**MATERIAL PROVIDED:**

++++

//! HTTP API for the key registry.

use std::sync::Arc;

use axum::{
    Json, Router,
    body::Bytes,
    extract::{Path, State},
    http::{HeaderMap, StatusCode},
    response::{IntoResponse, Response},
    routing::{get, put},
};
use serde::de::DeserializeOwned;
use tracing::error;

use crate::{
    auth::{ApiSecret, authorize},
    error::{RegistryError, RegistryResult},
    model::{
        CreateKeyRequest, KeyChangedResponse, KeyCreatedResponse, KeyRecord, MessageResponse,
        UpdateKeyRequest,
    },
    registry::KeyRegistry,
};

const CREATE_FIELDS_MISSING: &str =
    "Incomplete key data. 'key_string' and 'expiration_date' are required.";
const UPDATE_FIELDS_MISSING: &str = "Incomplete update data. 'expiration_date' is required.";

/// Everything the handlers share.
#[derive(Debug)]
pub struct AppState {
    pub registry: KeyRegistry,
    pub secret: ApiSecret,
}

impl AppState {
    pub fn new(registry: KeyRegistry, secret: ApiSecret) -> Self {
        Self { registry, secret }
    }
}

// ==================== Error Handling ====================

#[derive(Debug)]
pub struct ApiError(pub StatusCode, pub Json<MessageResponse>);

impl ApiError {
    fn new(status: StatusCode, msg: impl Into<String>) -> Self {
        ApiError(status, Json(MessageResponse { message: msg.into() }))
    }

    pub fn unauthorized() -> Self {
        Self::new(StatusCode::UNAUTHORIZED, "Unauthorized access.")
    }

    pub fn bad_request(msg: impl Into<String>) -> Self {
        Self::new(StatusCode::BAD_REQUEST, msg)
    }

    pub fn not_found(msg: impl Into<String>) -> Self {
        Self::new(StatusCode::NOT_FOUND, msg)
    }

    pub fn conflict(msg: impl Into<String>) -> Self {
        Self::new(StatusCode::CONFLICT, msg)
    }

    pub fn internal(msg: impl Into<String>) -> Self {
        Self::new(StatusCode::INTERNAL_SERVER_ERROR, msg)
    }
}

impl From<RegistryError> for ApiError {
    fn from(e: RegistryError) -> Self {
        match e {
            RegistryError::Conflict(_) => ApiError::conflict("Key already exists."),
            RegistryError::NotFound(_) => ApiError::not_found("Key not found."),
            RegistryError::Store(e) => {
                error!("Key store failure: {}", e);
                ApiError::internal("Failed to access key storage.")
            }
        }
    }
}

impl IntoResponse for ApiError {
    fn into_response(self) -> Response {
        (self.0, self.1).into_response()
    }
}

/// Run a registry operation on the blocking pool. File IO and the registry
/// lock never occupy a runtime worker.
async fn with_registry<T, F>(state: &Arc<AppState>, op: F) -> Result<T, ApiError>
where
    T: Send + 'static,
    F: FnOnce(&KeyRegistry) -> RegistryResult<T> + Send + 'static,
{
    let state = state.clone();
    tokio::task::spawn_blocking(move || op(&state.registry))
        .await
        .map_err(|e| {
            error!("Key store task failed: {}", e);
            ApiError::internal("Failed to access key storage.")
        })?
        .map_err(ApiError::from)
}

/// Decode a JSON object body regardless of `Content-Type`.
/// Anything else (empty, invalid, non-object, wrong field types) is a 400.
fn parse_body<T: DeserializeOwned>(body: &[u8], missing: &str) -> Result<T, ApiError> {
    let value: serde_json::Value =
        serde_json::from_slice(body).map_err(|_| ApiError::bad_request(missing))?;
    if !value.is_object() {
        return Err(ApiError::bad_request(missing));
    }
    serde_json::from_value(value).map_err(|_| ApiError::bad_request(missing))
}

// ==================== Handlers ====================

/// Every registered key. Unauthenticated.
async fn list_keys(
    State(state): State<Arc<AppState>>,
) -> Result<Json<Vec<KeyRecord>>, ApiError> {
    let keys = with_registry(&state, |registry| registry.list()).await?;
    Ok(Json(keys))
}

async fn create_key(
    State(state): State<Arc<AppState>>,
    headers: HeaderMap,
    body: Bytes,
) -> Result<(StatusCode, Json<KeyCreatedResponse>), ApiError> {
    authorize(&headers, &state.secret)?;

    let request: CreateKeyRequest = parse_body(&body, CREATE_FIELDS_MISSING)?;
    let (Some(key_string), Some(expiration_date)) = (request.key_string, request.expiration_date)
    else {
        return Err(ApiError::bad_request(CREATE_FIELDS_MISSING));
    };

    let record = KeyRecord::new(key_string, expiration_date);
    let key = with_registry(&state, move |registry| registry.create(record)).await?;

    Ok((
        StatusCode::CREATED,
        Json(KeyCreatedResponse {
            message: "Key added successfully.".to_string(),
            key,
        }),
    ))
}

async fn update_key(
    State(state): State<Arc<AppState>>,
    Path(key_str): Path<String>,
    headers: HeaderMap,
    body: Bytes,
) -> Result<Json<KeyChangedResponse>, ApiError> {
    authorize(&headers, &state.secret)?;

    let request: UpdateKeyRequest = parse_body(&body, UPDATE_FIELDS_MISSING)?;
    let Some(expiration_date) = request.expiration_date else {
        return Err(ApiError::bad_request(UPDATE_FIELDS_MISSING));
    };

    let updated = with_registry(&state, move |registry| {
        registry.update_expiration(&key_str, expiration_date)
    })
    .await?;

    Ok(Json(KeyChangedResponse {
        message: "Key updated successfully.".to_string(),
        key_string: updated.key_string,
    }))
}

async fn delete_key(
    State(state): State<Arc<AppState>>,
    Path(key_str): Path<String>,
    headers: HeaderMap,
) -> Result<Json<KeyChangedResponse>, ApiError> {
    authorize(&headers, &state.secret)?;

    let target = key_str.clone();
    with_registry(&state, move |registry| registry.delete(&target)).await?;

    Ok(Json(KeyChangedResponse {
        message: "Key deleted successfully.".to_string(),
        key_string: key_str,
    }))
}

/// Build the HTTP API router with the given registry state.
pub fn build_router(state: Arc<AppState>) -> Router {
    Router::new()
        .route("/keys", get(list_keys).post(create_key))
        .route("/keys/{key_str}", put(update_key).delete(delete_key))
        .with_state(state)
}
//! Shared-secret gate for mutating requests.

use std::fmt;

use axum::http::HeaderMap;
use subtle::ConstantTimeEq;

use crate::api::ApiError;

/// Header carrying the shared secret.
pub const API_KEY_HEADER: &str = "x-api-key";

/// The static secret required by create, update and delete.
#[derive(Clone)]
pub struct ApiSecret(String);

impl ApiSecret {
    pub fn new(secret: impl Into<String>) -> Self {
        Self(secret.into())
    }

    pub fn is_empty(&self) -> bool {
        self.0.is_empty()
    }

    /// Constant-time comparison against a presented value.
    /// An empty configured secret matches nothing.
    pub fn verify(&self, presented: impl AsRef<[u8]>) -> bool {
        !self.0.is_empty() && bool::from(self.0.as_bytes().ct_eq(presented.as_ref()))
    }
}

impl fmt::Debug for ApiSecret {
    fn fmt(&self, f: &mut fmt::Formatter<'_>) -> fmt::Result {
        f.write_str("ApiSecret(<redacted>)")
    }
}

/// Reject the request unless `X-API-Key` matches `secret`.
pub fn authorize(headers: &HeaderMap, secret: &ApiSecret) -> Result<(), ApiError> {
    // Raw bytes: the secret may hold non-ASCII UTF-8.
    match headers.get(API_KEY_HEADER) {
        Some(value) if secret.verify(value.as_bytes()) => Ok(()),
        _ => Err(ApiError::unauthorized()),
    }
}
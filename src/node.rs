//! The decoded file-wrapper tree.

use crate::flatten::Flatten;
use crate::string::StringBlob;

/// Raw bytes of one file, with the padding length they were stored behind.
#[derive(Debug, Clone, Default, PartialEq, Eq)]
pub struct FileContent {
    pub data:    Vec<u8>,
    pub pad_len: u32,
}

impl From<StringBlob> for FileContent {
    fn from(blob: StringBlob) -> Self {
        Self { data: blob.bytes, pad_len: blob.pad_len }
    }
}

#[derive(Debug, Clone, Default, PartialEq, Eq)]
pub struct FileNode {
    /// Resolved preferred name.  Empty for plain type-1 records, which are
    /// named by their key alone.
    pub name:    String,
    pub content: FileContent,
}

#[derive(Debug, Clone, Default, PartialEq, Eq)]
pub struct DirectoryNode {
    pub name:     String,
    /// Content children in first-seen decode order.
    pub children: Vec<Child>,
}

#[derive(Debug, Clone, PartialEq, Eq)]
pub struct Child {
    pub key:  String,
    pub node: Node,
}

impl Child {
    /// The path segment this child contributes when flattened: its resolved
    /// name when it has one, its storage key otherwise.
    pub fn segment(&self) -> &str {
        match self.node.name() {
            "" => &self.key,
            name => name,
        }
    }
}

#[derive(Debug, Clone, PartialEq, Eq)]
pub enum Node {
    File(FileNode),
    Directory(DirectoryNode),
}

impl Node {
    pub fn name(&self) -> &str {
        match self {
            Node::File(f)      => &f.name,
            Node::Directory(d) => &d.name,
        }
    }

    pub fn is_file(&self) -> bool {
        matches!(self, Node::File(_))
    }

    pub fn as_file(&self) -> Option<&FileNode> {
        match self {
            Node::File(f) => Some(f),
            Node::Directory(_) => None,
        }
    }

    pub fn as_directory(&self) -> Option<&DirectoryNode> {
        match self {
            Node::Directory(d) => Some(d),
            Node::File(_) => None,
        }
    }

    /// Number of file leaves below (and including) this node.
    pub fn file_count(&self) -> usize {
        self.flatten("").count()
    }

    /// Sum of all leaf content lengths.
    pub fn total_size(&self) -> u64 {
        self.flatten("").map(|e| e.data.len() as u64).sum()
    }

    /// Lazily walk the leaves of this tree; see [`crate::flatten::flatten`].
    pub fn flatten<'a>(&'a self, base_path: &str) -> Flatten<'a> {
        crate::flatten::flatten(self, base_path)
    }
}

++++

**ASSIGNMENT:** Take exactly the lines from the one containing "-> Result<Json<Vec<KeyRecord>>, ApiError>" through the one containing "let request: CreateKeyRequest" in the data above, and output them with nothing added.

**ANSWER TO THE PROBLEM:**
) -> Result<Json<Vec<KeyRecord>>, ApiError> {
    let keys = with_registry(&state, |registry| registry.list()).await?;
    Ok(Json(keys))
}

async fn create_key(
    State(state): State<Arc<AppState>>,
    headers: HeaderMap,
    body: Bytes,
) -> Result<(StatusCode, Json<KeyCreatedResponse>), ApiError> {
    authorize(&headers, &state.secret)?;

    let request: CreateKeyRequest = parse_body(&body, CREATE_FIELDS_MISSING)?;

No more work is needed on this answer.